> **Work required**:
Retype, word for word, every line of the records below starting at the one that contains "pub fn with_forward_resolved(mut" and ending at the one that contains "pub fn has_documentation(&self)"; include both of those lines and nothing more.

[Stored data entries]
┌────────

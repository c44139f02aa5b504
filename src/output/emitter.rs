// Thu Oct 15 2026 - Alex

use crate::binary::BinaryInfo;
use crate::catalog::{merge_external, AssemblyInputs, CatalogAssembler, ConfidenceSummary, Invocable};
use crate::docs::DocIndex;
use crate::headers::CorrelationReport;
use crate::output::csv::render_csv;
use crate::output::json::{CatalogDocument, JsonSerializer};
use crate::output::markdown::{render_api, render_metadata, render_tier_summary};
use crate::output::summary_text::render_confidence_summary;
use crate::output::{Bundle, ExportCounts, OutputError, TierLevel};
use crate::scoring::ConfidenceScorer;
use crate::symbol::{ExportTable, ForwardMap};
use log::info;
use std::fs;
use std::path::{Path, PathBuf};

/// Everything a run produced, before any tier scoping.
#[derive(Debug, Clone, Copy)]
pub struct EmissionInputs<'a> {
    pub binary: &'a BinaryInfo,
    pub exports: &'a ExportTable,
    pub forwards: &'a ForwardMap,
    pub headers: Option<&'a CorrelationReport>,
    pub docs: Option<&'a DocIndex>,
    pub external: &'a [Invocable],
}

impl<'a> EmissionInputs<'a> {
    fn has_header_matches(&self) -> bool {
        self.headers.map_or(false, |h| !h.matches.is_empty())
    }

    fn counts(&self) -> ExportCounts {
        ExportCounts {
            total_exports: self.exports.len(),
            demangled: self.exports.demangled_count(),
            header_matched: self.headers.map_or(0, |h| h.matches.len()),
            forwarded: self.exports.forwarded_count(),
            doc_referenced: self.docs.map_or(0, |d| d.len()),
        }
    }
}

#[derive(Debug, Clone, Default)]
pub struct EmissionReport {
    pub tiers: Vec<TierLevel>,
    pub files: Vec<PathBuf>,
}

/// Builds one bundle per tier the inputs can support and writes them out.
/// Each bundle is assembled and scored from only the inputs its tier may see.
pub struct TieredEmitter<'s> {
    scorer: &'s ConfidenceScorer,
    out_dir: PathBuf,
    base_name: String,
    serializer: JsonSerializer,
}

impl<'s> TieredEmitter<'s> {
    pub fn new(scorer: &'s ConfidenceScorer, out_dir: impl Into<PathBuf>, base_name: impl Into<String>) -> Self {
        Self {
            scorer,
            out_dir: out_dir.into(),
            base_name: base_name.into(),
            serializer: JsonSerializer::new(),
        }
    }

    pub fn out_dir(&self) -> &Path {
        &self.out_dir
    }

    pub fn plan(inputs: &EmissionInputs<'_>) -> Vec<TierLevel> {
        let has_entries = !inputs.exports.is_empty() || !inputs.external.is_empty();
        let mut tiers = Vec::new();
        if has_entries {
            if inputs.has_header_matches() && inputs.docs.is_some() {
                tiers.push(TierLevel::Tier1);
            }
            if inputs.has_header_matches() {
                tiers.push(TierLevel::Tier2);
            }
            if inputs.exports.demangled_count() > 0 {
                tiers.push(TierLevel::Tier3);
            }
            tiers.push(TierLevel::Tier4);
        }
        tiers.push(TierLevel::Tier5);
        tiers
    }

    pub fn bundles(&self, inputs: &EmissionInputs<'_>, generated_at: &str) -> Vec<Bundle> {
        let assembler = CatalogAssembler::new(self.scorer);
        let counts = inputs.counts();
        let plan = Self::plan(inputs);
        let richest = plan.iter().copied().find(|t| t.has_invocables());

        plan.into_iter()
            .map(|tier| {
                let invocables = if tier.has_invocables() {
                    let scoped = AssemblyInputs::new(inputs.binary, inputs.exports, inputs.forwards)
                        .with_headers(inputs.headers.filter(|_| tier.sees_headers()))
                        .with_docs(inputs.docs.filter(|_| tier.sees_docs()))
                        .with_demangled(tier.sees_demangled());
                    let native = assembler.assemble(&scoped);
                    // External entries carry evidence no narrower tier may see.
                    if Some(tier) == richest {
                        merge_external(native, inputs.external.to_vec())
                    } else {
                        native
                    }
                } else {
                    Vec::new()
                };
                Bundle {
                    tier,
                    binary: inputs.binary.clone(),
                    invocables,
                    counts,
                    generated_at: generated_at.to_string(),
                }
            })
            .collect()
    }

    pub fn write(&self, bundles: &[Bundle], summary: Option<&ConfidenceSummary>) -> Result<EmissionReport, OutputError> {
        fs::create_dir_all(&self.out_dir).map_err(|source| OutputError::CreateDir {
            path: self.out_dir.clone(),
            source,
        })?;

        let mut report = EmissionReport::default();
        for bundle in bundles {
            let stem = bundle.file_stem(&self.base_name);
            if bundle.tier.has_invocables() {
                let json_path = self.out_dir.join(format!("{}_invocables.json", stem));
                self.serializer
                    .serialize_to_file(&CatalogDocument::from_bundle(bundle), &json_path)?;
                report.files.push(json_path);
                report.files.push(self.write_text(&format!("{}_api.csv", stem), &render_csv(bundle))?);
                report.files.push(self.write_text(&format!("{}_api.md", stem), &render_api(bundle))?);
            } else {
                let json_path = self.out_dir.join(format!("{}_metadata.json", stem));
                self.serializer
                    .serialize_to_file(&CatalogDocument::from_bundle(bundle), &json_path)?;
                report.files.push(json_path);
                report.files.push(self.write_text(&format!("{}_metadata.md", stem), &render_metadata(bundle))?);
            }
            info!("Wrote tier {} bundle ({} invocables)", bundle.tier.number(), bundle.invocables.len());
            report.tiers.push(bundle.tier);
        }

        let tiers_md = render_tier_summary(&self.base_name, bundles);
        report.files.push(self.write_text(&format!("{}_tiers.md", self.base_name), &tiers_md)?);

        if let (Some(summary), Some(first)) = (summary, bundles.first()) {
            let text = render_confidence_summary(summary, &first.binary.name, &first.generated_at);
            report
                .files
                .push(self.write_text(&format!("{}_confidence_summary.txt", self.base_name), &text)?);
        }

        Ok(report)
    }

    fn write_text(&self, file_name: &str, contents: &str) -> Result<PathBuf, OutputError> {
        let path = self.out_dir.join(file_name);
        fs::write(&path, contents).map_err(|source| OutputError::Write {
            path: path.clone(),
            source,
        })?;
        Ok(path)
    }
}
// Thu Oct 15 2026 - Alex

pub mod demangle;
pub mod error;
pub mod export;
pub mod extract;
pub mod forwarder;
pub mod pe;

pub use demangle::{alias_search_name, DemangleStats, Demangler};
pub use error::ExtractionError;
pub use export::{ExportTable, ExportedSymbol};
pub use extract::{parse_export_dump, ExportExtractor, ExportSource, ExtractionReport};
pub use forwarder::{resolve_forwarders, ChainStatus, ForwardChain, ForwardMap, DEFAULT_MAX_HOPS};
// Thu Oct 15 2026 - Alex

use crate::headers::MatchInfo;
use crate::symbol::ExportedSymbol;
use serde::{Deserialize, Serialize};

/// Facts about the binary itself, shared by all of its symbols.
#[derive(Debug, Clone, Copy, Default, PartialEq, Eq, Serialize, Deserialize)]
pub struct Provenance {
    pub is_signed: bool,
    pub is_known_system_binary: bool,
}

/// Everything the scorer is allowed to look at for one symbol.
#[derive(Debug, Clone, Copy)]
pub struct SymbolEvidence<'a> {
    pub symbol: &'a ExportedSymbol,
    pub header: Option<&'a MatchInfo>,
    pub has_doc_references: bool,
    pub forward_resolved: bool,
    pub provenance: Provenance,
}

impl<'a> SymbolEvidence<'a> {
    pub fn new(symbol: &'a ExportedSymbol, provenance: Provenance) -> Self {
        Self {
            symbol,
            header: None,
            has_doc_references: false,
            forward_resolved: false,
            provenance,
        }
    }

    pub fn with_header(mut self, header: Option<&'a MatchInfo>) -> Self {
        self.header = header;
        self
    }

    pub fn with_doc_references(mut self, present: bool) -> Self {
        self.has_doc_references = present;
        self
    }

    pub fn with_forward_resolved(mut self, resolved: bool) -> Self {
        self.forward_resolved = resolved;
        self
    }

    pub fn is_demangled(&self) -> bool {
        self.symbol.demangled_name.is_some()
    }

    pub fn has_documentation(&self) -> bool {
        self.has_doc_references || self.header.map_or(false, |m| m.doc_comment.is_some())
    }
}

#[derive(Debug, Clone, Copy, Default, PartialEq, Eq, Serialize, Deserialize)]
pub struct ConfidenceFactors {
    pub has_signature: bool,
    pub has_documentation: bool,
    pub has_parameters: bool,
    pub has_return_type: bool,
    pub is_forwarded: bool,
    pub is_ordinal_only: bool,
}

impl ConfidenceFactors {
    pub fn from_evidence(evidence: &SymbolEvidence<'_>) -> Self {
        let header = evidence.header;
        Self {
            has_signature: header.is_some(),
            has_documentation: evidence.has_documentation(),
            has_parameters: header.map_or(false, |m| {
                let params = m.parameters.trim();
                !params.is_empty() && params != "void"
            }),
            has_return_type: header.map_or(false, |m| !m.return_type.is_empty()),
            is_forwarded: evidence.symbol.is_forwarded(),
            is_ordinal_only: evidence.symbol.is_ordinal_only(),
        }
    }
}

#[cfg(test)]
mod tests {
    use super::*;

    fn header(params: &str, doc: Option<&str>) -> MatchInfo {
        MatchInfo {
            function: "Foo".to_string(),
            return_type: "int".to_string(),
            parameters: params.to_string(),
            doc_comment: doc.map(|d| d.to_string()),
            header_file: "foo.h".to_string(),
            line: 1,
            prototype: format!("int Foo({})", params),
        }
    }

    #[test]
    fn test_factors_without_header() {
        let symbol = ExportedSymbol::new("Ordinal12");
        let factors = ConfidenceFactors::from_evidence(&SymbolEvidence::new(&symbol, Provenance::default()));
        assert!(!factors.has_signature);
        assert!(!factors.has_parameters);
        assert!(factors.is_ordinal_only);
    }

    #[test]
    fn test_void_parameters_are_not_parameters() {
        let symbol = ExportedSymbol::new("Foo");
        let info = header("void", Some("Doc"));
        let evidence = SymbolEvidence::new(&symbol, Provenance::default()).with_header(Some(&info));
        let factors = ConfidenceFactors::from_evidence(&evidence);
        assert!(factors.has_signature);
        assert!(factors.has_return_type);
        assert!(factors.has_documentation);
        assert!(!factors.has_parameters);
    }

    #[test]
    fn test_doc_references_count_as_documentation() {
        let symbol = ExportedSymbol::new("Foo");
        let evidence = SymbolEvidence::new(&symbol, Provenance::default()).with_doc_references(true);
        assert!(ConfidenceFactors::from_evidence(&evidence).has_documentation);
    }
}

└────────

> **Reply to the exercise**:
    pub fn with_forward_resolved(mut self, resolved: bool) -> Self {
        self.forward_resolved = resolved;
        self
    }

    pub fn is_demangled(&self) -> bool {
        self.symbol.demangled_name.is_some()
    }

    pub fn has_documentation(&self) -> bool {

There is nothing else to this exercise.